- **WORK ITEM**:
Transcribe exactly the span of lines that begins the records and ends with the line holding "pub fn msg(message: impl", both boundary lines included.

Saved entries

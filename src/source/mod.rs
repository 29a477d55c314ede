//! # Data sources
//!
//! The contract a table function implements: a factory that builds an
//! iterator from the bound constraints and accepted orders, an iterator that
//! yields rows, and rows that project their columns into a [`Context`].
//!
//! Rules:
//! - `next()` returning `Ok(None)` is end-of-data, never an error
//! - Rows must honour every order they were handed; the cursor never re-sorts
//! - Constraints marked omit are trusted by the host and never re-checked

use std::error::Error as StdError;

use thiserror::Error;

use crate::executor::Context;
use crate::planner::{Constraint, OrderBy};

/// Errors a data source reports back to the cursor
#[derive(Debug, Error)]
pub enum SourceError {
    /// Row was asked for a column it does not have
    #[error("Unknown column {0}")]
    UnknownColumn(usize),

    #[error("{0}")]
    Message(String),

    #[error(transparent)]
    Other(#[from] Box<dyn StdError + Send + Sync>),
}

impl SourceError {
    pub fn msg(message: impl Into<String>) -> Self {
        SourceError::Message(message.into())
    }
}

/// Result type for data source operations
pub type SourceResult<T> = Result<T, SourceError>;

/// One produced row
pub trait Row: Send {
    /// Write column `col` into `ctx`
    fn column(&self, ctx: &mut Context, col: usize) -> SourceResult<()>;
}

/// Lazy row stream for one cursor
pub trait RowIterator: Send {
    /// Next row, or `None` at end-of-data
    fn next(&mut self) -> SourceResult<Option<Box<dyn Row>>>;
}

/// Builds a fresh iterator each time a cursor is filtered
pub trait IteratorFactory: Send + Sync {
    fn create(
        &self,
        constraints: &[Constraint],
        orders: &[OrderBy],
    ) -> SourceResult<Box<dyn RowIterator>>;
}

impl<F> IteratorFactory for F
where
    F: Fn(&[Constraint], &[OrderBy]) -> SourceResult<Box<dyn RowIterator>> + Send + Sync,
{
    fn create(
        &self,
        constraints: &[Constraint],
        orders: &[OrderBy],
    ) -> SourceResult<Box<dyn RowIterator>> {
        self(constraints, orders)
    }
}
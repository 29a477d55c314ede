//! Typed comparison between a projected column value and a bound literal
//!
//! The bound literal is read through the accessor matching the projected
//! value's kind, so an `Int` column compares against `as_int()`, a `Text`
//! column against `as_text()`, and so on. Kinds without a defined ordering
//! yield [`Comparison::Incomparable`] rather than a guess.

use std::cmp::Ordering;

use super::column_value::ColumnValue;
use super::value::Value;

/// Outcome of comparing a column value with a bound
#[derive(Debug, Clone, Copy, PartialEq, Eq)]
pub enum Comparison {
    Ordered(Ordering),
    Incomparable,
}

impl Comparison {
    pub fn ordering(&self) -> Option<Ordering> {
        match self {
            Comparison::Ordered(o) => Some(*o),
            Comparison::Incomparable => None,
        }
    }
}

impl From<Option<Ordering>> for Comparison {
    fn from(o: Option<Ordering>) -> Self {
        match o {
            Some(o) => Comparison::Ordered(o),
            None => Comparison::Incomparable,
        }
    }
}

/// Compare `actual` (what the row produced) with `bound` (what the query supplied)
pub fn compare(actual: &ColumnValue, bound: &Value) -> Comparison {
    match actual {
        ColumnValue::Int(v) => Comparison::Ordered(v.cmp(&bound.as_int())),
        ColumnValue::Int64(v) => Comparison::Ordered(v.cmp(&bound.as_int64())),
        ColumnValue::Float(v) => v.partial_cmp(&bound.as_float()).into(),
        // str ordering is bytewise over UTF-8, which is code point order
        ColumnValue::Text(v) => Comparison::Ordered(v.as_str().cmp(&*bound.as_text())),
        ColumnValue::Blob(v) => Comparison::Ordered(v.as_slice().cmp(&*bound.as_blob())),
        ColumnValue::Value(v) => compare_value(v, bound),
        ColumnValue::Null
        | ColumnValue::ZeroBlob(_)
        | ColumnValue::Error(_)
        | ColumnValue::Pointer(_) => Comparison::Incomparable,
    }
}

fn compare_value(actual: &Value, bound: &Value) -> Comparison {
    match actual {
        Value::Null => Comparison::Incomparable,
        Value::Integer(v) => Comparison::Ordered(v.cmp(&bound.as_int64())),
        Value::Float(v) => v.partial_cmp(&bound.as_float()).into(),
        Value::Text(v) => Comparison::Ordered(v.as_str().cmp(&*bound.as_text())),
        Value::Blob(v) => Comparison::Ordered(v.as_slice().cmp(&*bound.as_blob())),
    }
}
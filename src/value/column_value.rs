//! Values produced by row projection

use std::any::Any;
use std::fmt;
use std::sync::Arc;

use super::value::Value;

/// Everything a row can hand back for one column.
///
/// One variant per result-sink call on [`crate::executor::Context`].
#[derive(Clone)]
pub enum ColumnValue {
    Int(i32),
    Int64(i64),
    Float(f64),
    Null,
    /// Host value passed through untouched
    Value(Value),
    /// Zero-filled blob of the given length
    ZeroBlob(i64),
    Text(String),
    Blob(Vec<u8>),
    /// The row signalled an error for this column
    Error(String),
    /// Opaque handle for zero-copy large values
    Pointer(Arc<dyn Any + Send + Sync>),
}

impl ColumnValue {
    pub fn is_null(&self) -> bool {
        matches!(self, ColumnValue::Null | ColumnValue::Value(Value::Null))
    }

    /// Converts to a host value. Errors and pointers have no host
    /// representation and return `None`.
    pub fn to_value(&self) -> Option<Value> {
        match self {
            ColumnValue::Int(i) => Some(Value::Integer(*i as i64)),
            ColumnValue::Int64(i) => Some(Value::Integer(*i)),
            ColumnValue::Float(f) => Some(Value::Float(*f)),
            ColumnValue::Null => Some(Value::Null),
            ColumnValue::Value(v) => Some(v.clone()),
            ColumnValue::ZeroBlob(n) => Some(Value::Blob(vec![0; (*n).max(0) as usize])),
            ColumnValue::Text(s) => Some(Value::Text(s.clone())),
            ColumnValue::Blob(b) => Some(Value::Blob(b.clone())),
            ColumnValue::Error(_) | ColumnValue::Pointer(_) => None,
        }
    }

    /// Downcast a pointer value
    pub fn pointer<T: Any + Send + Sync>(&self) -> Option<&T> {
        match self {
            ColumnValue::Pointer(p) => p.downcast_ref::<T>(),
            _ => None,
        }
    }
}

impl fmt::Debug for ColumnValue {
    fn fmt(&self, f: &mut fmt::Formatter<'_>) -> fmt::Result {
        match self {
            ColumnValue::Int(v) => f.debug_tuple("Int").field(v).finish(),
            ColumnValue::Int64(v) => f.debug_tuple("Int64").field(v).finish(),
            ColumnValue::Float(v) => f.debug_tuple("Float").field(v).finish(),
            ColumnValue::Null => write!(f, "Null"),
            ColumnValue::Value(v) => f.debug_tuple("Value").field(v).finish(),
            ColumnValue::ZeroBlob(n) => f.debug_tuple("ZeroBlob").field(n).finish(),
            ColumnValue::Text(v) => f.debug_tuple("Text").field(v).finish(),
            ColumnValue::Blob(v) => f.debug_tuple("Blob").field(v).finish(),
            ColumnValue::Error(e) => f.debug_tuple("Error").field(e).finish(),
            ColumnValue::Pointer(_) => write!(f, "Pointer(..)"),
        }
    }
}

impl PartialEq for ColumnValue {
    fn eq(&self, other: &Self) -> bool {
        match (self, other) {
            (ColumnValue::Int(a), ColumnValue::Int(b)) => a == b,
            (ColumnValue::Int64(a), ColumnValue::Int64(b)) => a == b,
            (ColumnValue::Float(a), ColumnValue::Float(b)) => a == b,
            (ColumnValue::Null, ColumnValue::Null) => true,
            (ColumnValue::Value(a), ColumnValue::Value(b)) => a == b,
            (ColumnValue::ZeroBlob(a), ColumnValue::ZeroBlob(b)) => a == b,
            (ColumnValue::Text(a), ColumnValue::Text(b)) => a == b,
            (ColumnValue::Blob(a), ColumnValue::Blob(b)) => a == b,
            (ColumnValue::Error(a), ColumnValue::Error(b)) => a == b,
            (ColumnValue::Pointer(a), ColumnValue::Pointer(b)) => Arc::ptr_eq(a, b),
            _ => false,
        }
    }
}
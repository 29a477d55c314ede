//! Plan token codec
//!
//! The token is compact JSON:
//! `{"constraints":[{"column":0,"op":"gt"}],"orders":[{"column":0,"desc":true}]}`.
//! It never carries bound values; those arrive positionally at `filter`.

use crate::value::Value;

use super::ast::{Constraint, Plan};
use super::errors::{PlannerError, PlannerResult};

/// Serialize a plan into its token
pub fn encode(plan: &Plan) -> PlannerResult<String> {
    serde_json::to_string(plan).map_err(PlannerError::encode_failed)
}

/// Parse a token produced by [`encode`]
pub fn decode(token: &str) -> PlannerResult<Plan> {
    serde_json::from_str(token).map_err(PlannerError::decode_failed)
}

impl Plan {
    /// Pair each planned constraint with its positional value.
    ///
    /// `values[i]` belongs to the constraint with `argv_index == i + 1`.
    pub fn bind(&self, values: &[Value]) -> PlannerResult<Vec<Constraint>> {
        if values.len() != self.constraints.len() {
            return Err(PlannerError::argument_mismatch(
                self.constraints.len(),
                values.len(),
            ));
        }
        Ok(self
            .constraints
            .iter()
            .zip(values)
            .map(|(planned, value)| Constraint {
                column: planned.column,
                op: planned.op,
                value: value.clone(),
            })
            .collect())
    }
}

#[cfg(test)]
mod tests {
    use super::*;
    use crate::planner::{ConstraintOp, OrderBy, PlannedConstraint, PlannerErrorCode};

    fn sample_plan() -> Plan {
        Plan {
            constraints: vec![
                PlannedConstraint {
                    column: 1,
                    op: ConstraintOp::Eq,
                },
                PlannedConstraint {
                    column: 0,
                    op: ConstraintOp::Gt,
                },
            ],
            orders: vec![OrderBy::desc(0)],
        }
    }

    #[test]
    fn test_token_shape() {
        let token = encode(&sample_plan()).unwrap();
        assert_eq!(
            token,
            r#"{"constraints":[{"column":1,"op":"eq"},{"column":0,"op":"gt"}],"orders":[{"column":0,"desc":true}]}"#
        );
    }

    #[test]
    fn test_empty_plan_round_trip() {
        let token = encode(&Plan::new()).unwrap();
        assert_eq!(decode(&token).unwrap(), Plan::new());
    }

    #[test]
    fn test_malformed_token() {
        for token in ["", "not json", r#"{"constraints":[{"column":0,"op":"between"}],"orders":[]}"#] {
            let err = decode(token).unwrap_err();
            assert_eq!(err.code(), PlannerErrorCode::VtabPlanDecodeFailed);
        }
    }

    #[test]
    fn test_bind_keeps_order() {
        let bound = sample_plan()
            .bind(&[Value::Integer(10), Value::Integer(50)])
            .unwrap();
        assert_eq!(bound[0], Constraint::new(1, ConstraintOp::Eq, 10i64));
        assert_eq!(bound[1], Constraint::new(0, ConstraintOp::Gt, 50i64));
    }

    #[test]
    fn test_bind_count_mismatch() {
        let err = sample_plan().bind(&[Value::Integer(1)]).unwrap_err();
        assert_eq!(err.code(), PlannerErrorCode::VtabPlanArgumentMismatch);

        let err = Plan::new().bind(&[Value::Null]).unwrap_err();
        assert_eq!(err.code(), PlannerErrorCode::VtabPlanArgumentMismatch);
    }
}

- **RESPONSE FOR THIS EXERCISE**:
filename src/source/mod.rs
repository 29a477d55c314ede
//! # Data sources
//!
//! The contract a table function implements: a factory that builds an
//! iterator from the bound constraints and accepted orders, an iterator that
//! yields rows, and rows that project their columns into a [`Context`].
//!
//! Rules:
//! - `next()` returning `Ok(None)` is end-of-data, never an error
//! - Rows must honour every order they were handed; the cursor never re-sorts
//! - Constraints marked omit are trusted by the host and never re-checked

use std::error::Error as StdError;

use thiserror::Error;

use crate::executor::Context;
use crate::planner::{Constraint, OrderBy};

/// Errors a data source reports back to the cursor
#[derive(Debug, Error)]
pub enum SourceError {
    /// Row was asked for a column it does not have
    #[error("Unknown column {0}")]
    UnknownColumn(usize),

    #[error("{0}")]
    Message(String),

    #[error(transparent)]
    Other(#[from] Box<dyn StdError + Send + Sync>),
}

impl SourceError {
    pub fn msg(message: impl Into<String>) -> Self {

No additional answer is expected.